Osmo Vänskä conducts the Minnesota Orchestra during a 2005 performance at St. Olaf.

This weekend the St. Olaf Choir, conducted by Anton Armstrong '78, is performing Durufle's Requiem with the Minnesota Orchestra, conducted by Osmo Vänskä. The performances mark yet another chapter in what has become the orchestra's longest collaboration with a chorus.

As the St. Olaf Choir prepares to celebrate the 100th anniversary of its founding as well as the centennial of the college's annual Christmas Festival, the ensemble continues to reach out and work with other ensembles, including the Minnesota Orchestra (read about New York critics' recent rave reviews of the orchestra).

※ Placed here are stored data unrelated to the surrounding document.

//! hbt-daemon library target.
//!
//! Exposes the router and state for integration tests.
//! The binary `main.rs` depends on this library target.

pub mod api_types;
pub mod routes;
pub mod state;
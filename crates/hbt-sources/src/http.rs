use hbt_config::SourceToken;
use hbt_schemas::SourceRole;

use crate::{decode_records, FetchedRecords, RecordSource, SourceError};

/// Participant portal exposing its records over HTTP (`GET <url>` returning
/// JSON). The bearer token, if any, is never logged.
#[derive(Debug, Clone)]
pub struct HttpSource {
    role: SourceRole,
    url: String,
    token: Option<SourceToken>,
    http: reqwest::Client,
}

impl HttpSource {
    pub fn new(role: SourceRole, url: String, token: Option<SourceToken>) -> Self {
        Self {
            role,
            url,
            token,
            http: reqwest::Client::new(),
        }
    }
}

#[async_trait::async_trait]
impl RecordSource for HttpSource {
    fn role(&self) -> SourceRole {
        self.role
    }

    fn name(&self) -> String {
        format!("http:{}", self.url)
    }

    async fn fetch_records(&self) -> Result<FetchedRecords, SourceError> {
        let mut req = self.http.get(&self.url);
        if let Some(token) = &self.token {
            req = req.bearer_auth(token.expose());
        }

        let resp = req.send().await.map_err(|e| {
            if e.is_connect() || e.is_timeout() {
                SourceError::Unavailable(format!("{}: {e}", self.url))
            } else {
                SourceError::Transport(e.to_string())
            }
        })?;

        let status = resp.status();
        if !status.is_success() {
            let message = resp.text().await.unwrap_or_default();
            return Err(SourceError::Api {
                status: status.as_u16(),
                message,
            });
        }

        let body: serde_json::Value = resp
            .json()
            .await
            .map_err(|e| SourceError::Decode(e.to_string()))?;
        let fetched = decode_records(body)?;
        tracing::debug!(
            url = %self.url,
            role = %self.role,
            records = fetched.records.len(),
            malformed = fetched.malformed.len(),
            "fetched"
        );
        Ok(fetched)
    }
}
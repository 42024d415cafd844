use std::sync::Arc;

use hbt_engine::{Engine, EngineOptions, IngestOutcome, Subscription, SubscriptionFilter};
use hbt_schemas::{BatchRecord, ChangeEvent};

/// An engine plus one catch-all subscription sized so tests never trip
/// eviction.
pub struct EngineHarness {
    pub engine: Arc<Engine>,
    events: Subscription,
}

impl EngineHarness {
    pub async fn new() -> Self {
        let engine = Arc::new(Engine::new(EngineOptions {
            subscriber_buffer: 65_536,
            ..EngineOptions::default()
        }));
        let events = engine.subscribe(SubscriptionFilter::All).await;
        Self { engine, events }
    }

    pub async fn ingest_all(
        &self,
        records: impl IntoIterator<Item = BatchRecord>,
    ) -> Vec<IngestOutcome> {
        let mut out = Vec::new();
        for r in records {
            out.push(self.engine.ingest(r).await);
        }
        out
    }

    /// Every event published since the last drain, in delivery order.
    pub fn drain_events(&mut self) -> Vec<ChangeEvent> {
        let mut out = Vec::new();
        while let Some(ev) = self.events.try_recv() {
            out.push(ev);
        }
        out
    }
}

The collaboration dates to 1926, when the Minneapolis Symphony Orchestra (forerunner to the Minnesota Orchestra) helped dedicate St. Olaf’s new music hall with a concert on campus. The relationship was strengthened in the late 1960s, when Kenneth Jennings '50 took the reins of the choir and began collaborating with Minnesota Orchestra Music Director Stanislaw Skrowaczewski. In 1969 the choir joined the Minnesota Orchestra for four joint concerts throughout the state in which they performed Hector Berlioz’s Lelio and Mozart’s The Magic Flute.

Anton Armstrong '78 leads the St. Olaf Choir during last year's Christmas Festival.

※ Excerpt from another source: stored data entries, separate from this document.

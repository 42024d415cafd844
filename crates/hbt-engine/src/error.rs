use std::fmt;

/// Errors returned by engine queries.
#[derive(Debug, Clone, PartialEq, Eq)]
pub enum QueryError {
    /// No live identity is linked to this id, or the identity has no
    /// contributing records yet.
    NotFound { external_id: String },
}

impl fmt::Display for QueryError {
    fn fmt(&self, f: &mut fmt::Formatter<'_>) -> fmt::Result {
        match self {
            QueryError::NotFound { external_id } => {
                write!(f, "no batch known for id '{external_id}'")
            }
        }
    }
}

impl std::error::Error for QueryError {}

The collaborations continued, with the two ensembles marking a number of important milestones with joint performances. The St. Olaf Choir performed with the Minnesota Orchestra as part of the official opening of Orchestra Hall in 1974. A few years later, the choir flew to New York to join the Minnesota Orchestra in celebrating its 75th anniversary with a concert at Carnegie Hall in 1978. In 1985 the choir and orchestra toured the East Coast at the same time, performing Bach’s Magnificat together at Carnegie Hall and the Kennedy Center. That same year, the choir also joined the Minnesota Orchestra in a performance of Handel’s Two Coronation Anthems during the British Festival of Music at Orchestra Hall.

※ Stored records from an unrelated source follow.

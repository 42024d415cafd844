use anyhow::Result;
use clap::{Parser, Subcommand};

mod commands;

#[derive(Parser)]
#[command(name = "hbt")]
#[command(about = "Batch reconciliation CLI", long_about = None)]
struct Cli {
    #[command(subcommand)]
    cmd: Commands,
}

#[derive(Subcommand)]
enum Commands {
    /// Compute layered config hash + print canonical JSON
    ConfigHash {
        /// Paths in merge order (base -> env -> local ...)
        #[arg(required = true)]
        paths: Vec<String>,
    },

    /// Reconcile a file of raw participant records offline and print the
    /// canonical batches with their timelines as JSON
    Reconcile {
        /// JSON file holding one record or an array of records
        #[arg(long)]
        input: String,

        /// Role for records that do not carry `sourceRole`
        #[arg(long)]
        role: Option<String>,

        /// Layered config paths in merge order
        #[arg(long = "config")]
        config_paths: Vec<String>,

        /// Reference time for in-progress steps (RFC 3339). Defaults to now.
        #[arg(long)]
        now: Option<String>,

        /// Fail instead of warn when the config has keys this command ignores
        #[arg(long, default_value_t = false)]
        strict_config: bool,
    },

    /// Audit trail utilities
    Audit {
        #[command(subcommand)]
        cmd: AuditCmd,
    },
}

#[derive(Subcommand)]
enum AuditCmd {
    /// Verify the hash chain of an audit JSONL file
    Verify {
        #[arg(long)]
        path: String,
    },
}

fn main() -> Result<()> {
    let _ = dotenvy::from_filename(".env.local");
    init_tracing();

    let cli = Cli::parse();

    match cli.cmd {
        Commands::ConfigHash { paths } => {
            let path_refs: Vec<&str> = paths.iter().map(|s| s.as_str()).collect();
            let loaded = hbt_config::load_layered_yaml(&path_refs)?;
            println!("config_hash={}", loaded.config_hash);
            println!("{}", loaded.canonical_json);
        }

        Commands::Reconcile {
            input,
            role,
            config_paths,
            now,
            strict_config,
        } => {
            let out = commands::reconcile::run(commands::reconcile::ReconcileArgs {
                input,
                role,
                config_paths,
                now,
                strict_config,
            })?;
            println!("{}", serde_json::to_string_pretty(&out)?);
        }

        Commands::Audit { cmd } => match cmd {
            AuditCmd::Verify { path } => commands::audit::verify(&path)?,
        },
    }

    Ok(())
}

/// Logs go to stderr so stdout stays machine-readable.
fn init_tracing() {
    tracing_subscriber::fmt()
        .with_writer(std::io::stderr)
        .with_env_filter(
            tracing_subscriber::EnvFilter::try_from_default_env().unwrap_or_else(|_| "warn".into()),
        )
        .init();
}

After an eight-year hiatus, the St. Olaf Choir, under Armstrong's leadership, resumed collaborating with the Minnesota Orchestra when the two ensembles teamed up to perform Grieg’s Peer Gynt in Orchestra Hall in 1993. The current Duruflé collaboration marks the eighth time the St. Olaf Choir has performed with the Minnesota Orchestra since 1993.

"This has been a mutually beneficial relationship from both ends," Armstrong says. "These collaborations present another opportunity for our students to experience great orchestral works."